A posição periférica de Alcoutim em relação ao centro dos interesses dos poderes do Algarve também se revelou na sessão de debate público do Plano Regional de Ordenamento do Território do Algarve ali promovida. O Sr. Presidente da CCDR e sua comitiva chegariam muito atrasados a Alcoutim e a sessão prevista para as 17 horas começou pelas 18.
O Presidente da CCDR apresentou as linhas estratégicas do PROT, salientou que se trata de um conjunto de orientações para a administração regional e local (que se aplica aos particulares através dos Planos Directores Municipais) e explicou que há mais preocupação com a definição de uma estratégia do que com a regulamentação do uso do território, também remetida para os PDM.
Francisco Amaral, presidente da Câmara de Alcoutim, lembrou que o anterior PROT já pretendia corrigir as assimetrias entre o litoral e o interior do Algarve e que afinal foi cúmplice no processo de concentração da população no litoral centro, lembrando que nos últimos 10 anos Alcoutim perdeu 15% da sua população. O autarca eleito pelo PSD descreveu a gestão do território algarvio como "chocante, quiçá criminosa", afirmando mesmo que "se isto fosse um país a sério os responsáveis seriam penalizados".
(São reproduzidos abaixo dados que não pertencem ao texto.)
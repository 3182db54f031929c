//! Configuration file loading for the CLI
//!
//! This module handles finding and loading TOML configuration files
//! from various locations (explicit path, local directory, system directory).

use std::{
    fs,
    path::{Path, PathBuf},
};

use directories::ProjectDirs;
use log::{debug, info};
use thiserror::Error;

use vellum::{VellumError, config::AppConfig};

/// Configuration-related errors for CLI
#[derive(Debug, Error)]
pub enum ConfigError {
    #[error("Failed to parse TOML configuration: {0}")]
    Parse(String),

    #[error("Missing configuration file: {0}")]
    MissingFile(PathBuf),

    #[error("Validation error: {0}")]
    Validation(String),
}

impl From<ConfigError> for VellumError {
    fn from(err: ConfigError) -> Self {
        VellumError::Config(err.to_string())
    }
}

/// Find and load configuration from various locations
///
/// Search order:
/// 1. Explicit path if provided
/// 2. Local project directory (vellum/config.toml)
/// 3. Platform-specific config directory
/// 4. Default config if none found
///
/// # Errors
///
/// Returns error if:
/// - Explicit path is provided but file doesn't exist
/// - Config file exists but cannot be parsed or holds invalid values
pub fn load_config(explicit_path: Option<impl AsRef<Path>>) -> Result<AppConfig, VellumError> {
    if let Some(path) = explicit_path {
        let path = path.as_ref();
        info!(path = path.display().to_string(); "Loading configuration from explicit path");
        return load_config_file(path);
    }

    let local_config = Path::new("vellum/config.toml");
    if local_config.exists() {
        info!(path = local_config.display().to_string(); "Loading configuration from local path");
        return load_config_file(local_config);
    }

    if let Some(proj_dirs) = ProjectDirs::from("com", "vellum", "vellum") {
        let system_config = proj_dirs.config_dir().join("config.toml");

        if system_config.exists() {
            info!(path = system_config.display().to_string(); "Loading configuration from system path");
            return load_config_file(system_config);
        }

        debug!(path = system_config.display().to_string(); "System configuration file not found");
    } else {
        debug!("Could not determine platform-specific config directory");
    }

    debug!("No configuration file found, using default configuration");
    Ok(AppConfig::default())
}

/// Load and check configuration from a TOML file
///
/// # Errors
///
/// Returns error if the file doesn't exist, cannot be read, fails to parse
/// or holds export settings the writer would reject.
fn load_config_file(path: impl AsRef<Path>) -> Result<AppConfig, VellumError> {
    let path = path.as_ref();

    if !path.exists() {
        return Err(ConfigError::MissingFile(path.to_path_buf()).into());
    }

    let content = fs::read_to_string(path)?;

    let config: AppConfig =
        toml::from_str(&content).map_err(|e| ConfigError::Parse(e.to_string()))?;

    config
        .export()
        .validate()
        .map_err(ConfigError::Validation)?;

    Ok(config)
}

#[cfg(test)]
mod tests {
    use super::*;

    #[test]
    fn test_load_explicit_file() {
        let dir = tempfile::tempdir().unwrap();
        let path = dir.path().join("config.toml");
        fs::write(
            &path,
            r#"
            [document]
            author = "Ada"

            [export]
            pixels_per_unit = 48.0
            file_prefix = "deck"

            [style]
            background_override = "lightGray"
            "#,
        )
        .unwrap();

        let config = load_config(Some(&path)).unwrap();
        assert_eq!(config.document().author(), "Ada");
        assert_eq!(config.document().title(), "Node.js Calculator Application");
        assert_eq!(config.export().pixels_per_unit(), 48.0);
        assert_eq!(config.export().file_prefix(), "deck");
        assert_eq!(config.style().background_override(), Some("lightGray"));
    }

    #[test]
    fn test_missing_explicit_file() {
        let dir = tempfile::tempdir().unwrap();
        let result = load_config(Some(dir.path().join("absent.toml")));
        assert!(matches!(result, Err(VellumError::Config(_))));
    }

    #[test]
    fn test_invalid_toml() {
        let dir = tempfile::tempdir().unwrap();
        let path = dir.path().join("config.toml");
        fs::write(&path, "[export\npixels_per_unit = ").unwrap();

        let err = load_config(Some(&path)).unwrap_err();
        assert!(err.to_string().contains("Failed to parse TOML"));
    }

    #[test]
    fn test_invalid_values_are_rejected() {
        let dir = tempfile::tempdir().unwrap();
        let path = dir.path().join("config.toml");
        fs::write(&path, "[export]\npixels_per_unit = -1.0\n").unwrap();

        let err = load_config(Some(&path)).unwrap_err();
        assert!(matches!(err, VellumError::Config(_)));
        assert!(err.to_string().contains("Validation error"));
    }
}
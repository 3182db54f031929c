//! Testing, project structure and getting started slides.

use vellum_core::{
    geometry::Bounds,
    style::{HAlign, TextRole},
    theme::palette,
};

use super::SlideContent;
use crate::{
    compose::ComposeError,
    content::{
        AccentItem, BadgeItem, Callout, CodePanel, CodeSpan, CommandStep, EmitContext, Emitter,
        FileTreeLine, SectionLabel, TextSpec, emit_all, filled_rect,
    },
    layout::StackSpec,
};

pub(super) fn testing(ctx: &EmitContext<'_>) -> Result<SlideContent, ComposeError> {
    let mut slide = SlideContent::titled("Testing & Quality", ctx)?;

    slide.push(
        SectionLabel::new("TESTING FRAMEWORK").emit(Bounds::new(0.7, 1.35, 4.0, 0.3), ctx)?,
    );
    let tools = [
        AccentItem::new("Mocha", "Test runner with BDD-style describe/it blocks"),
        AccentItem::new("Chai", "Assertion library with expect/should syntax"),
        AccentItem::new("Supertest", "HTTP endpoint testing via request simulation"),
        AccentItem::new("NYC (Istanbul)", "Code coverage with Cobertura & HTML reports"),
    ];
    let tool_stack = StackSpec::new(0.7, 1.75, 4.2, 0.58, 0.7)?;
    slide.push(emit_all(&tools, tool_stack.frames(tools.len()), ctx)?);

    slide.push(SectionLabel::new("TEST COVERAGE").emit(Bounds::new(5.3, 1.35, 4.0, 0.3), ctx)?);
    let categories = [
        BadgeItem::new("5 tests", "Validation", "Missing/invalid operations & operands"),
        BadgeItem::new(
            "6 tests",
            "Addition",
            "Integers, negatives, floats, scientific notation",
        ),
        BadgeItem::new(
            "tests",
            "Multiplication",
            "Positive, negative, float multiplication",
        ),
        BadgeItem::new("tests", "Division", "Standard and edge case division"),
    ];
    let category_stack = StackSpec::new(5.3, 1.75, 4.0, 0.58, 0.7)?;
    slide.push(emit_all(
        &categories,
        category_stack.frames(categories.len()),
        ctx,
    )?);

    slide.push(
        CodePanel::new(vec![
            CodeSpan::new("$  ").size(13.0).color(palette::MINT),
            CodeSpan::new("npm test").size(13.0).bold(),
            CodeSpan::new("   # Runs Mocha + NYC coverage + generates HTML & Cobertura reports")
                .color(palette::SUBTLE_GRAY),
        ])
        .emit(Bounds::new(0.7, 4.7, 8.6, 0.55), ctx)?,
    );

    Ok(slide)
}

fn file_tree() -> Vec<FileTreeLine> {
    vec![
        FileTreeLine::dir("copilot-node-calculator/", 0),
        FileTreeLine::file("server.js", 1),
        FileTreeLine::file("package.json", 1),
        FileTreeLine::file("gulpfile.js", 1),
        FileTreeLine::file("documentation.md", 1),
        FileTreeLine::blank(),
        FileTreeLine::dir("api/", 1),
        FileTreeLine::file("controller.js", 2),
        FileTreeLine::file("routes.js", 2),
        FileTreeLine::blank(),
        FileTreeLine::dir("public/", 1),
        FileTreeLine::file("index.html", 2),
        FileTreeLine::file("client.js", 2),
        FileTreeLine::file("default.css", 2),
        FileTreeLine::blank(),
        FileTreeLine::dir("test/", 1),
        FileTreeLine::file("arithmetic.test.js", 2),
        FileTreeLine::file("helpers.js", 2),
    ]
}

pub(super) fn project_structure(ctx: &EmitContext<'_>) -> Result<SlideContent, ComposeError> {
    let mut slide = SlideContent::titled("Project Structure", ctx)?;

    slide.push(vec![filled_rect(
        Bounds::new(0.5, 1.35, 4.3, 3.9),
        palette::DARK_NAVY,
        0,
        ctx,
    )?]);
    let tree = file_tree();
    let tree_stack = StackSpec::new(0.7, 1.5, 3.9, 0.2, 0.2)?;
    slide.push(emit_all(&tree, tree_stack.frames(tree.len()), ctx)?);

    slide.push(SectionLabel::new("KEY FILES").emit(Bounds::new(5.3, 1.35, 4.0, 0.3), ctx)?);
    let key_files = [
        (
            "server.js",
            "Express server entry point, serves\nstatic files and mounts API routes",
        ),
        ("api/controller.js", "Core calculation logic and\ninput validation"),
        ("api/routes.js", "Defines /arithmetic endpoint\nrouting"),
        (
            "public/client.js",
            "Client-side state machine and\nAPI communication",
        ),
        (
            "public/index.html",
            "Calculator user interface\nwith button grid",
        ),
    ]
    .map(|(file, description)| {
        AccentItem::new(file, description)
            .with_accent(palette::STEEL_BLUE)
            .monospace()
    });
    let key_stack = StackSpec::new(5.3, 1.75, 4.2, 0.62, 0.72)?;
    slide.push(emit_all(&key_files, key_stack.frames(key_files.len()), ctx)?);

    Ok(slide)
}

pub(super) fn getting_started(ctx: &EmitContext<'_>) -> Result<SlideContent, ComposeError> {
    let mut slide = SlideContent::titled("Getting Started", ctx)?;

    let steps = [
        CommandStep::new(
            1,
            "Clone & Install",
            "git clone <repo-url>\ncd node-calculator\nnpm install",
        ),
        CommandStep::new(
            2,
            "Run Development Server",
            "npm start\n# Starts Nodemon on port 3000",
        ),
        CommandStep::new(3, "Run Tests", "npm test\n# Mocha + NYC coverage reports"),
        CommandStep::new(4, "Lint Code", "npm run lint\n# ESLint check"),
    ];
    let step_stack = StackSpec::new(0.7, 1.4, 8.6, 0.9, 1.0)?;
    slide.push(emit_all(&steps, step_stack.frames(steps.len()), ctx)?);

    slide.push(
        Callout::new(
            "Environment: Set PORT to customize server port (default: 3000)",
            palette::TEAL,
            85,
        )
        .with_spec(
            TextSpec::new(TextRole::Body)
                .size(11.0)
                .color(palette::STEEL_BLUE),
        )
        .with_align(HAlign::Left)
        .emit(Bounds::new(0.7, 5.0, 8.6, 0.35), ctx)?,
    );

    Ok(slide)
}
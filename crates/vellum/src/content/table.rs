//! Tables with a dark header row.

use log::trace;

use vellum_core::{
    geometry::Bounds,
    primitive::{DrawPrimitive, Table, TableCell},
    style::{BorderKind, HAlign, TextRole},
    theme::palette,
};

use super::{EmitContext, Emitter, TextSpec};
use crate::compose::ComposeError;

const DEFAULT_HEADER_FONT_SIZE: f32 = 11.0;
const DEFAULT_BODY_FONT_SIZE: f32 = 10.0;

/// Text style shared by every body cell of one column.
#[derive(Debug, Clone, PartialEq)]
pub struct ColumnStyle {
    spec: TextSpec,
    align: HAlign,
}

impl ColumnStyle {
    /// Plain charcoal body text, left aligned.
    pub fn new() -> Self {
        Self {
            spec: TextSpec::new(TextRole::Body).size(DEFAULT_BODY_FONT_SIZE),
            align: HAlign::Left,
        }
    }

    pub fn face(mut self, face: &'static str) -> Self {
        self.spec = self.spec.face(face);
        self
    }

    pub fn size(mut self, size: f32) -> Self {
        self.spec = self.spec.size(size);
        self
    }

    pub fn color(mut self, name: &str) -> Self {
        self.spec = self.spec.color(name);
        self
    }

    pub fn bold(mut self) -> Self {
        self.spec = self.spec.bold(true);
        self
    }

    pub fn align(mut self, align: HAlign) -> Self {
        self.align = align;
        self
    }
}

impl Default for ColumnStyle {
    fn default() -> Self {
        Self::new()
    }
}

/// A table record: header, body rows and their dimensions.
///
/// The table is drawn from the top-left corner of its frame; its extent is
/// given by the column widths and row heights, not by the frame size.
///
/// # Examples
///
/// ```
/// use vellum::content::{EmitContext, Emitter, TableSpec};
/// use vellum_core::{geometry::Bounds, primitive::DrawPrimitive, theme::Theme};
///
/// let table = TableSpec::new(&["State", "Value"], vec![1.3, 0.7], vec![0.3, 0.28])
///     .with_row(&["start", "0"]);
///
/// let ctx = EmitContext::new(Theme::midnight());
/// let primitives = table.emit(Bounds::new(0.7, 3.75, 2.0, 0.58), &ctx).unwrap();
/// let DrawPrimitive::Table(table) = &primitives[0] else { unreachable!() };
/// assert_eq!(table.cell_count(), 4);
///
/// let ragged = TableSpec::new(&["State", "Value"], vec![1.3, 0.7], vec![0.3, 0.28])
///     .with_row(&["start"]);
/// assert!(ragged.emit(Bounds::new(0.7, 3.75, 2.0, 0.58), &ctx).is_err());
/// ```
#[derive(Debug, Clone, PartialEq)]
pub struct TableSpec {
    header: Vec<String>,
    rows: Vec<Vec<String>>,
    column_widths: Vec<f32>,
    row_heights: Vec<f32>,
    header_font_size: f32,
    columns: Vec<ColumnStyle>,
}

impl TableSpec {
    /// Creates a table with a header and no body rows.
    ///
    /// `row_heights` covers the header row followed by every body row.
    pub fn new(header: &[&str], column_widths: Vec<f32>, row_heights: Vec<f32>) -> Self {
        Self {
            header: header.iter().map(|cell| cell.to_string()).collect(),
            rows: Vec::new(),
            column_widths,
            row_heights,
            header_font_size: DEFAULT_HEADER_FONT_SIZE,
            columns: Vec::new(),
        }
    }

    pub fn with_row(mut self, row: &[&str]) -> Self {
        self.rows.push(row.iter().map(|cell| cell.to_string()).collect());
        self
    }

    pub fn with_header_font_size(mut self, size: f32) -> Self {
        self.header_font_size = size;
        self
    }

    /// Sets one style per column for the body cells.
    pub fn with_columns(mut self, columns: Vec<ColumnStyle>) -> Self {
        self.columns = columns;
        self
    }

    /// Returns the number of columns, as given by the header.
    pub fn width(&self) -> usize {
        self.header.len()
    }

    fn validate(&self) -> Result<(), ComposeError> {
        let width = self.width();

        if let Some((index, row)) = self
            .rows
            .iter()
            .enumerate()
            .find(|(_, row)| row.len() != width)
        {
            return Err(ComposeError::MalformedTable(format!(
                "row {} has {} cells, header has {width}",
                index + 1,
                row.len()
            )));
        }
        if self.column_widths.len() != width {
            return Err(ComposeError::MalformedTable(format!(
                "{} column widths for {width} columns",
                self.column_widths.len()
            )));
        }
        if self.row_heights.len() != self.rows.len() + 1 {
            return Err(ComposeError::MalformedTable(format!(
                "{} row heights for a header and {} rows",
                self.row_heights.len(),
                self.rows.len()
            )));
        }
        if !self.columns.is_empty() && self.columns.len() != width {
            return Err(ComposeError::MalformedTable(format!(
                "{} column styles for {width} columns",
                self.columns.len()
            )));
        }
        Ok(())
    }
}

impl Emitter for TableSpec {
    fn emit(&self, frame: Bounds, ctx: &EmitContext<'_>) -> Result<Vec<DrawPrimitive>, ComposeError> {
        self.validate()?;

        let header_style = TextSpec::new(TextRole::Body)
            .size(self.header_font_size)
            .color(palette::WHITE)
            .bold(true)
            .resolve(ctx)?;
        let header = self
            .header
            .iter()
            .map(|label| {
                Ok(TableCell::new(label.as_str(), header_style.clone())
                    .with_fill(ctx.styles().new_fill(palette::DARK_NAVY, 0)?))
            })
            .collect::<Result<Vec<_>, ComposeError>>()?;

        let fallback = ColumnStyle::new();
        let mut cells = Vec::with_capacity(self.rows.len() + 1);
        cells.push(header);
        for row in &self.rows {
            let body = row
                .iter()
                .enumerate()
                .map(|(col, value)| {
                    let column = self.columns.get(col).unwrap_or(&fallback);
                    Ok(TableCell::new(value.as_str(), column.spec.resolve(ctx)?)
                        .with_align(column.align))
                })
                .collect::<Result<Vec<_>, ComposeError>>()?;
            cells.push(body);
        }

        let table = Table::new(
            frame.min_point(),
            self.column_widths.clone(),
            self.row_heights.clone(),
            cells,
            ctx.styles().new_border(BorderKind::TableGrid)?,
        );
        trace!(rows = table.row_count(), cells = table.cell_count(); "Table emitted");

        Ok(vec![DrawPrimitive::Table(table)])
    }
}

#[cfg(test)]
mod tests {
    use float_cmp::assert_approx_eq;
    use vellum_core::theme::Theme;

    use super::*;

    fn ctx() -> EmitContext<'static> {
        EmitContext::new(Theme::midnight())
    }

    fn query_parameters() -> TableSpec {
        TableSpec::new(
            &["Parameter", "Type", "Required", "Valid Values"],
            vec![1.6, 1.1, 1.1, 4.8],
            vec![0.4, 0.35, 0.35, 0.35],
        )
        .with_row(&["operation", "string", "Yes", "add, subtract, multiply, divide"])
        .with_row(&["operand1", "number", "Yes", "Any valid number"])
        .with_row(&["operand2", "number", "Yes", "Any valid number"])
        .with_columns(vec![
            ColumnStyle::new().face("Consolas"),
            ColumnStyle::new().color(palette::MED_GRAY),
            ColumnStyle::new().bold(),
            ColumnStyle::new().size(9.0).color(palette::STEEL_BLUE),
        ])
    }

    fn table_of(primitives: &[DrawPrimitive]) -> &Table {
        match primitives {
            [DrawPrimitive::Table(table)] => table,
            _ => panic!("expected a single table primitive"),
        }
    }

    #[test]
    fn test_table_has_rows_times_width_cells() {
        let primitives = query_parameters()
            .emit(Bounds::new(0.7, 2.3, 8.6, 1.45), &ctx())
            .unwrap();
        let table = table_of(&primitives);

        assert_eq!(table.row_count(), 4);
        assert_eq!(table.cell_count(), 16);
        let bounds = table.bounds();
        assert_approx_eq!(f32, bounds.width(), 8.6, epsilon = 1e-5);
        assert_approx_eq!(f32, bounds.height(), 1.45, epsilon = 1e-5);

        let header = &table.rows()[0][0];
        assert!(header.style().bold());
        assert_eq!(header.fill().unwrap().color().to_hex(), "#0F1B2D");

        let valid_values = &table.rows()[1][3];
        assert_approx_eq!(f32, valid_values.style().font_size(), 9.0);
        assert_eq!(valid_values.style().color().to_hex(), "#2D6A8F");
        assert!(valid_values.fill().is_none());
    }

    #[test]
    fn test_ragged_row_is_malformed() {
        let table = TableSpec::new(&["State", "Value", "Description"], vec![1.3, 0.7, 6.6], vec![0.3, 0.28])
            .with_row(&["start", "0"]);
        let err = table.emit(Bounds::new(0.7, 3.75, 8.6, 0.58), &ctx()).unwrap_err();
        assert!(matches!(err, ComposeError::MalformedTable(_)));
    }

    #[test]
    fn test_dimension_mismatches_are_malformed() {
        let frame = Bounds::new(0.0, 0.0, 1.0, 1.0);

        let widths = TableSpec::new(&["A", "B"], vec![1.0], vec![0.3]);
        assert!(matches!(
            widths.emit(frame, &ctx()),
            Err(ComposeError::MalformedTable(_))
        ));

        let heights = TableSpec::new(&["A"], vec![1.0], vec![0.3, 0.3]);
        assert!(matches!(
            heights.emit(frame, &ctx()),
            Err(ComposeError::MalformedTable(_))
        ));

        let styles = TableSpec::new(&["A"], vec![1.0], vec![0.3])
            .with_columns(vec![ColumnStyle::new(), ColumnStyle::new()]);
        assert!(matches!(
            styles.emit(frame, &ctx()),
            Err(ComposeError::MalformedTable(_))
        ));
    }

    #[test]
    fn test_header_only_table() {
        let primitives = TableSpec::new(&["State", "Value"], vec![1.3, 0.7], vec![0.3])
            .with_header_font_size(10.0)
            .emit(Bounds::new(0.7, 3.75, 2.0, 0.3), &ctx())
            .unwrap();
        let table = table_of(&primitives);

        assert_eq!(table.cell_count(), 2);
        assert_approx_eq!(f32, table.rows()[0][1].style().font_size(), 10.0);
    }
}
Uma das principais responsáveis (a Eng. Valentina Calixto, tambm ligada ao PSD, que foi Directora Regional do Ordenamento até à integração das suas funções na CCDR, de que é agora vice-presidente) ouviu Amaral lembrar que as 400 camas turísticas previstas para Alcoutim no anterior PROT não chegaram a ser utilizadas por incompatibilidade com outros instrumentos de ordenamento e citar exemplos como o do jovem que não pôde criar uma padaria numa casa de um monte porque o quintal estava em reserva ecológica.
Esta sessão de discussão sobre o PROT Algarve foi a única a realizar-se na zona do Baixo Guadiana. Estiveram presentes os presidentes das Câmaras Municipais de Castro Marim e Alcoutim mas não o de Vila Real de Santo António.